The effects of H3K27me2/H3K9me2 on regulating osteogenic differentiation are investigated in recent years, and H3K9me2 is supposed to be concluded that it has the impact on differentiation of hBMSCs [37, 38]. The cell immunofluorescence showed that HSYA could inhibit H3K27me2/H3K9me2 expression, which are the targets of KMD7A to be removed on the promoters of related genes [39]. And the CHIP assay showed that the binding ratio between H3K27me2 and promoter of β-catenin was partly blocked by HSYA interference, suggesting the osteogenesis effect of HSYA in hBMSCs is likely to be associated with histone dimethylation in promoter of β-catenin.
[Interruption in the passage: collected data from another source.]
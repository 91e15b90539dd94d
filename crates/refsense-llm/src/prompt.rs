//! Prompt construction for metadata extraction.
//!
//! Pure function of the input text and a fixed template: the raw PDF text is
//! truncated to a per-backend character budget, then embedded under an
//! instruction block carrying the example output schema and the formatting
//! rules. The budget bounds token usage even when the backend imposes its
//! own limit.

use crate::backend::BackendConfig;

/// Character budgets. The cloud backend tolerates a longer excerpt; local
/// models get a tighter one to keep generation latency sane.
pub const CLOUD_CHAR_BUDGET: usize = 4000;
pub const LOCAL_CHAR_BUDGET: usize = 3000;

#[derive(Debug, Clone, Copy)]
pub struct PromptBuilder {
    max_chars: usize,
}

impl PromptBuilder {
    pub fn new(max_chars: usize) -> Self {
        Self { max_chars }
    }

    /// Budget matching the configured backend variant.
    pub fn for_backend(config: &BackendConfig) -> Self {
        match config {
            BackendConfig::Cloud(_) => Self::new(CLOUD_CHAR_BUDGET),
            BackendConfig::Local(_) => Self::new(LOCAL_CHAR_BUDGET),
        }
    }

    pub fn max_chars(&self) -> usize {
        self.max_chars
    }

    pub fn build(&self, text: &str) -> String {
        let excerpt = truncate_chars(text, self.max_chars);
        format!(
            r#"You are a bibliographic assistant. Extract the citation metadata of the academic paper whose text begins below.

Return a single JSON object with exactly these fields:
{{
  "title": "full paper title",
  "authors": ["First Author", "Second Author"],
  "year": 2023,
  "journal": "journal or venue name",
  "volume": "volume number",
  "issue": "issue number",
  "pages": "page range, e.g. 123-145",
  "doi": "10.xxxx/xxxxx",
  "abstract": "the abstract, verbatim",
  "keywords": ["keyword"],
  "confidence": 0.9
}}

Rules:
- Return JSON only, with no markdown fences or commentary.
- Use null or an empty string for any field you are not sure about.
- "authors" must be an array of names, never one concatenated string.
- Copy the abstract verbatim from the text; do not summarize it.

PAPER TEXT:
{excerpt}"#
        )
    }
}

/// Truncate to at most `max_chars` characters, never splitting a code point.
fn truncate_chars(text: &str, max_chars: usize) -> &str {
    match text.char_indices().nth(max_chars) {
        Some((idx, _)) => &text[..idx],
        None => text,
    }
}
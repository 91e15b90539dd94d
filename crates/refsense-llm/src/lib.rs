//! refsense-llm — LLM backend abstraction layer.
//! Prompt construction, the ExtractionBackend trait, and the cloud/local
//! client implementations with retry and backoff.

pub mod backend;
pub mod cloud;
pub mod local;
pub mod prompt;

pub use backend::{
    build_backend, BackendConfig, BackendError, CloudConfig, ExtractionBackend, LocalConfig,
    RetryPolicy, SamplingOptions,
};
pub use cloud::CloudBackend;
pub use local::{is_reachable, list_models, LocalBackend, ModelDescriptor};
pub use prompt::PromptBuilder;
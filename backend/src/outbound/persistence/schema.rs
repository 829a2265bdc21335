//! Diesel table definitions mirroring `backend/migrations`.

diesel::table! {
    accounts (id) {
        id -> Uuid,
        username -> Text,
        password_hash -> Text,
        created_at -> Timestamptz,
    }
}

diesel::table! {
    daily_records (id) {
        id -> Uuid,
        account_id -> Uuid,
        day_key -> Date,
        goal_liters -> Float8,
        total_milliliters -> Int8,
        revision -> Int4,
        created_at -> Timestamptz,
        updated_at -> Timestamptz,
    }
}

diesel::table! {
    ledger_entries (id) {
        id -> Uuid,
        record_id -> Uuid,
        position -> Int4,
        amount_milliliters -> Int8,
        recorded_at -> Timestamptz,
        note -> Text,
    }
}

diesel::joinable!(daily_records -> accounts (account_id));
diesel::joinable!(ledger_entries -> daily_records (record_id));

diesel::allow_tables_to_appear_in_same_query!(accounts, daily_records, ledger_entries);
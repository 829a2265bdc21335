//! Process configuration loaded via OrthoConfig.
//!
//! Values come from `WATERLOG_*` environment variables or the matching
//! command-line flags. Unset values fall back to the defaults exposed by the
//! accessor methods.

use std::net::SocketAddr;
use std::time::Duration;

use ortho_config::OrthoConfig;
use serde::Deserialize;

use crate::domain::{
    DEFAULT_HISTORY_WINDOW_DAYS, DayBoundary, DayBoundaryParseError, MAX_HISTORY_WINDOW_DAYS,
};

const DEFAULT_BIND_ADDR: &str = "0.0.0.0:8080";
const DEFAULT_DB_MAX_CONNECTIONS: u32 = 10;
const DEFAULT_DB_CONNECT_TIMEOUT_SECS: u64 = 5;

/// Errors raised when a configured value cannot be interpreted.
#[derive(Debug, thiserror::Error)]
pub enum SettingsError {
    /// The bind address is not `host:port`.
    #[error("invalid bind address '{value}': {source}")]
    BindAddr {
        /// Rejected value.
        value: String,
        /// Parse failure.
        #[source]
        source: std::net::AddrParseError,
    },
    /// The day boundary is not `utc`, `local`, or an offset.
    #[error(transparent)]
    DayBoundary(#[from] DayBoundaryParseError),
    /// The history window is outside `1..=31`.
    #[error("history window must be between 1 and {max} days, got {value}")]
    HistoryWindow {
        /// Rejected value.
        value: u32,
        /// Largest accepted window.
        max: u32,
    },
}

/// Server settings.
#[derive(Debug, Clone, Deserialize, OrthoConfig)]
#[ortho_config(prefix = "WATERLOG")]
pub struct AppSettings {
    /// Listen address, `host:port`.
    pub bind_addr: Option<String>,
    /// PostgreSQL URL. In-memory stores are used when absent.
    pub database_url: Option<String>,
    /// Day boundary policy: `utc`, `local`, or an offset such as `+02:00`.
    pub day_boundary: Option<String>,
    /// Pool size.
    pub db_max_connections: Option<u32>,
    /// Pool checkout timeout in seconds.
    pub db_connect_timeout_secs: Option<u64>,
    /// Default window for `GET /water/history`.
    pub history_window_days: Option<u32>,
}

impl AppSettings {
    /// Parsed listen address.
    pub fn bind_addr(&self) -> Result<SocketAddr, SettingsError> {
        let raw = self.bind_addr.as_deref().unwrap_or(DEFAULT_BIND_ADDR);
        raw.parse().map_err(|source| SettingsError::BindAddr {
            value: raw.to_owned(),
            source,
        })
    }

    /// Configured database URL, ignoring blank values.
    #[must_use]
    pub fn database_url(&self) -> Option<&str> {
        self.database_url
            .as_deref()
            .map(str::trim)
            .filter(|url| !url.is_empty())
    }

    /// Parsed day boundary; local midnight when unset.
    pub fn day_boundary(&self) -> Result<DayBoundary, SettingsError> {
        match self.day_boundary.as_deref() {
            Some(raw) => Ok(raw.parse()?),
            None => Ok(DayBoundary::default()),
        }
    }

    /// Pool size.
    #[must_use]
    pub fn db_max_connections(&self) -> u32 {
        self.db_max_connections
            .unwrap_or(DEFAULT_DB_MAX_CONNECTIONS)
            .max(1)
    }

    /// Pool checkout timeout.
    #[must_use]
    pub fn db_connect_timeout(&self) -> Duration {
        Duration::from_secs(
            self.db_connect_timeout_secs
                .unwrap_or(DEFAULT_DB_CONNECT_TIMEOUT_SECS),
        )
    }

    /// Default history window in days.
    pub fn history_window_days(&self) -> Result<u32, SettingsError> {
        let days = self
            .history_window_days
            .unwrap_or(DEFAULT_HISTORY_WINDOW_DAYS);
        if (1..=MAX_HISTORY_WINDOW_DAYS).contains(&days) {
            Ok(days)
        } else {
            Err(SettingsError::HistoryWindow {
                value: days,
                max: MAX_HISTORY_WINDOW_DAYS,
            })
        }
    }
}
//! Backend entry-point: loads settings, picks storage, and serves the ledger
//! API with OpenAPI docs in debug builds.

mod server;

use actix_web::web;
use color_eyre::eyre::{Context, Result};
use mockable::DefaultEnv;
use ortho_config::OrthoConfig;
use tracing::{info, warn};
use tracing_subscriber::{EnvFilter, fmt};

#[cfg(feature = "metrics")]
use actix_web_prom::PrometheusMetricsBuilder;
use server::{ServerConfig, create_server};
use waterlog::inbound::http::health::HealthState;
use waterlog::inbound::http::session_config::{BuildMode, session_settings_from_env};
use waterlog::outbound::persistence::{DbPool, PoolConfig, run_pending_migrations};
use waterlog::settings::AppSettings;

fn init_tracing() {
    if let Err(e) = fmt()
        .with_env_filter(EnvFilter::from_default_env())
        .json()
        .try_init()
    {
        warn!(error = %e, "tracing init failed");
    }
}

async fn connect_database(settings: &AppSettings, url: &str) -> Result<DbPool> {
    let migration_url = url.to_owned();
    let applied = tokio::task::spawn_blocking(move || run_pending_migrations(&migration_url))
        .await
        .wrap_err("migration task panicked")?
        .wrap_err("failed to apply migrations")?;
    info!(applied, "database migrations applied");

    let config = PoolConfig::new(url)
        .with_max_size(settings.db_max_connections())
        .with_connection_timeout(settings.db_connect_timeout());
    DbPool::new(config)
        .await
        .wrap_err("failed to build database pool")
}

#[cfg(feature = "metrics")]
fn with_metrics(config: ServerConfig) -> Result<ServerConfig> {
    let prometheus = PrometheusMetricsBuilder::new("waterlog")
        .endpoint("/metrics")
        .build()
        .map_err(|e| color_eyre::eyre::eyre!("configure Prometheus metrics: {e}"))?;
    Ok(config.with_metrics(Some(prometheus)))
}

#[cfg(not(feature = "metrics"))]
fn with_metrics(config: ServerConfig) -> Result<ServerConfig> {
    Ok(config)
}

/// Application bootstrap.
#[actix_web::main]
async fn main() -> Result<()> {
    color_eyre::install()?;
    init_tracing();

    let settings = AppSettings::load().wrap_err("failed to load configuration")?;
    let session = session_settings_from_env(&DefaultEnv::new(), BuildMode::from_debug_assertions())
        .wrap_err("invalid session configuration")?;
    info!(
        fingerprint = %session.key_fingerprint(),
        cookie_secure = session.cookie_secure,
        "session key loaded"
    );

    let mut config = ServerConfig::new(session, settings.bind_addr()?)
        .with_day_boundary(settings.day_boundary()?)
        .with_history_window(settings.history_window_days()?);

    match settings.database_url() {
        Some(url) => {
            let pool = connect_database(&settings, url).await?;
            config = config.with_db_pool(pool);
            info!("using PostgreSQL storage");
        }
        None => warn!("WATERLOG_DATABASE_URL not set; using in-memory storage"),
    }

    let config = with_metrics(config)?;
    let health_state = web::Data::new(HealthState::new());
    let server = create_server(health_state, config).wrap_err("failed to start HTTP server")?;
    server.await.wrap_err("HTTP server terminated")
}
A recent study reports that KDM7A is a molecular regulator for adipogenic and osteogenic differentiation in stromal ST2 cell and mBMSCs line. The investigators suggest that KDM7A can inhibit osteogenesis through epigenetic control of C/EBPα and canonical Wnt signaling [40]. However, our results are in stark contrast because we provide evidence from knockdown of KDM7A that it is a positive factor on osteogenesis in vitro in hBMSCs. Under the condition that HSYA can enhance osteogenetic differentiation of hBMSCs, KDM7A was verified to be one potential mediator and contributor. Moreover, we showed that the H3K9m2 and H3K27m2 can be influenced by HSYA. There exist two main reasons can explain the differences: the KDM7A expression has not reached the peak until 8 days either in primary BMSCs-osteogenetic or ST2- osteogenetic, comparing with the peak expression of KDM7A in ST2-Adipogenic in 3 day. However, in subsequent experiments of that reports, the related genes and proteins markers were test within 3 days, which forms the contrast to ours (7 day). So, the timing of termination of culture and collection of cell samples may be one reason. In addition, the cell lines and vitro differentiation conditions are likely to be the causes of this opposite results as these two reports [41, 42].
Based on the vitro results, we further evaluated overall the biological function in accelerated mineralization of the bone and osteogenesis of HSYA through Chick Embryos. This was clearly demonstrated by the extent of calcification of the spine, radius, metatarsus and femur, which proved the promotion effect of HSYA on bone development, and in accordance with osteogenic ability of HSYA in hBMSCs basing on the theory of Cartilaginous Internalized Bone. Finally, we established an OVX rat model to further investigate whether HSYA has potential therapeutic effect in vivo. We can conclude that HSYA exhibit a remarkable protective effect on OVX-induced bone loss in a rat model as confirmed by micro-CT and histological and immunohistochemical analyses, and the relevant results were consistent with the in vitro study.